Penertiban Mobil Odong-Odong Merembet ke Bekasi

Djamhari, Jurnalis
Jum'at 25 Oktober 2013 17:18 WIB
Ilustrasi (Foto: Dok Okezone)
Share :

BEKASI - Satuan Lalu Lintas Polresta Bekasi Kota ikut memberlakukan larangan operasi untuk kendaraan jenis odong-odong. Petugas akan memberikan tindakan pelanggaran (tilang) bila mobil odong-odong berkeliaran di jalan raya.

"Mulai hari ini diberlakukan. Instruksi dari pimpinan Polri," kata Kepala Satuan Lalu Lintas Polresta Bekasi Kota, Komisaris Arsal Sahban, Jumat, (25/10/2013).

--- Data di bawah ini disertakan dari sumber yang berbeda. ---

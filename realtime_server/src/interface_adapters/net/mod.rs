// Network adapters: the client WebSocket endpoint and the history HTTP routes.

pub mod client;
pub mod dispatch;
pub mod internal;

pub use client::ws_handler;
pub use internal::{history_query_handler, history_save_handler};
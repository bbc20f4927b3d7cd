// Shared helpers for integration tests: one server per test binary plus a small WebSocket client.
#![allow(dead_code)]

use std::{
    sync::{
        Arc, OnceLock,
        atomic::{AtomicU64, Ordering},
    },
    time::Duration,
};

use futures_util::{SinkExt, StreamExt};
use serde_json::Value;
use tokio::net::TcpStream;
use tokio_tungstenite::{MaybeTlsStream, WebSocketStream, connect_async, tungstenite::Message};

// Global host:port used by all tests after the server publishes its bound address.
static SERVER_ADDR: OnceLock<String> = OnceLock::new();
// One-time guard that ensures the server bootstrap path runs only once.
static SERVER_READY: OnceLock<()> = OnceLock::new();

pub type Socket = WebSocketStream<MaybeTlsStream<TcpStream>>;

// Ensure the test server is running and return its host:port.
pub fn ensure_server() -> &'static str {
    SERVER_READY.get_or_init(|| {
        let published_addr = Arc::new(OnceLock::<String>::new());
        let published_addr_thread = Arc::clone(&published_addr);
        // Spawn an OS thread so the server outlives individual `#[tokio::test]` runtimes.
        std::thread::spawn(move || {
            let runtime = tokio::runtime::Runtime::new().expect("test runtime");
            runtime.block_on(async move {
                // Bind to an ephemeral port to avoid collisions with local services.
                let listener = tokio::net::TcpListener::bind("127.0.0.1:0")
                    .await
                    .expect("bind ephemeral test port");
                let addr = listener.local_addr().expect("get local addr");
                let _ = published_addr_thread.set(addr.to_string());
                // In-memory history; no database needed.
                realtime_server::run_with_settings(listener, realtime_server::Settings::default())
                    .await
                    .expect("server failed");
            });
        });
        wait_for_server_readiness(published_addr);
    });

    SERVER_ADDR
        .get()
        .expect("server addr should be initialized")
        .as_str()
}

fn wait_for_server_readiness(published_addr: Arc<OnceLock<String>>) {
    let addr = loop {
        if let Some(addr) = published_addr.get() {
            break addr.clone();
        }
        std::thread::sleep(Duration::from_millis(10));
    };
    let _ = SERVER_ADDR.set(addr.clone());

    for _ in 0..100 {
        if std::net::TcpStream::connect(&addr).is_ok() {
            return;
        }
        std::thread::sleep(Duration::from_millis(20));
    }
    panic!("server did not become ready in time");
}

// Ids unique within this test binary so tests never share users.
pub fn next_user_id() -> u64 {
    static NEXT: AtomicU64 = AtomicU64::new(1_000);
    NEXT.fetch_add(1, Ordering::Relaxed)
}

// Connects as `user_id` and waits until the server has registered the socket.
//
// Registration is confirmed by the first world batch, which is only sent to
// registered connections.
pub async fn connect(user_id: u64) -> Socket {
    let addr = ensure_server();
    let (mut socket, _) = connect_async(format!("ws://{addr}/ws/{user_id}"))
        .await
        .expect("websocket connect");
    recv_type(&mut socket, "remoteData").await;
    socket
}

pub async fn send_json(socket: &mut Socket, value: Value) {
    socket
        .send(Message::text(value.to_string()))
        .await
        .expect("send frame");
}

// Next JSON frame of the given `type`, skipping everything else (mostly world ticks).
pub async fn recv_type(socket: &mut Socket, kind: &str) -> Value {
    tokio::time::timeout(Duration::from_secs(3), async {
        loop {
            let msg = socket
                .next()
                .await
                .expect("socket open")
                .expect("valid frame");
            if let Message::Text(text) = msg {
                let value: Value = serde_json::from_str(text.as_str()).expect("server sends JSON");
                if value["type"] == kind {
                    return value;
                }
            }
        }
    })
    .await
    .unwrap_or_else(|_| panic!("timed out waiting for {kind}"))
}

// Frames matching `predicate` seen within `window`.
pub async fn collect_for(
    socket: &mut Socket,
    window: Duration,
    predicate: impl Fn(&Value) -> bool,
) -> Vec<Value> {
    let mut seen = Vec::new();
    let deadline = tokio::time::Instant::now() + window;
    while let Ok(Some(Ok(msg))) = tokio::time::timeout_at(deadline, socket.next()).await {
        if let Message::Text(text) = msg {
            let value: Value = serde_json::from_str(text.as_str()).expect("server sends JSON");
            if predicate(&value) {
                seen.push(value);
            }
        }
    }
    seen
}

// Waits for the server to close the socket and returns the close reason.
pub async fn recv_close(socket: &mut Socket) -> Option<String> {
    tokio::time::timeout(Duration::from_secs(3), async {
        while let Some(msg) = socket.next().await {
            match msg {
                Ok(Message::Close(frame)) => {
                    return frame.map(|frame| frame.reason.to_string());
                }
                Ok(_) => continue,
                Err(_) => return None,
            }
        }
        None
    })
    .await
    .expect("timed out waiting for close")
}

// History between two users as the HTTP route returns it.
pub async fn history(local_id: u64, remote_id: u64) -> Vec<Value> {
    let addr = ensure_server();
    let res = reqwest::Client::new()
        .get(format!(
            "http://{addr}/history?localId={local_id}&remoteId={remote_id}"
        ))
        .send()
        .await
        .expect("history request should succeed");
    assert_eq!(res.status(), reqwest::StatusCode::OK);
    res.json::<Vec<Value>>().await.expect("history body is JSON")
}

// Persistence runs in the background; poll until `count` entries exist.
pub async fn wait_for_history(local_id: u64, remote_id: u64, count: usize) -> Vec<Value> {
    for _ in 0..50 {
        let entries = history(local_id, remote_id).await;
        if entries.len() >= count {
            return entries;
        }
        tokio::time::sleep(Duration::from_millis(20)).await;
    }
    history(local_id, remote_id).await
}
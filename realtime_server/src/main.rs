#[tokio::main]
async fn main() -> std::io::Result<()> {
    realtime_server::run_with_config().await
}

Arsal mengatakan, pelarangan operasi odong-odong lantaran kendaraan itu dinilai tak laik jalan dan peruntukannya bukan untuk mengangkut orang, apalagi dengan jumlah banyak. "Mobil barang untuk mengangkut orang tanpa alasan," katanya. "Juga tak dilengkapi dengan surat tanda nomor kendaraan”.

Menurut dia, mobil yang sudah dimodifikasi menyerpai kereta dengan aneka pernak-pernik itutidak dilengkapi tidak dilengkapi surat keterangan uji berkala dan tanda lulus uji berkala sesuai pasal 288 ayat 3 junto 106 ayat 6. "Pelarangan untuk di seluruh jalan umum," katanya.

Kendati begitu, pihaknya kini memprioritaskan pelarangan odong-odong di jalan raya. Sebab mobilitas di jalan tersebut sangat tinggi, sehingga membahayakan bagi penumpang maupun pengguna jalan lainnya. "Operasi khusus odong-odong belum ada," ujarnya.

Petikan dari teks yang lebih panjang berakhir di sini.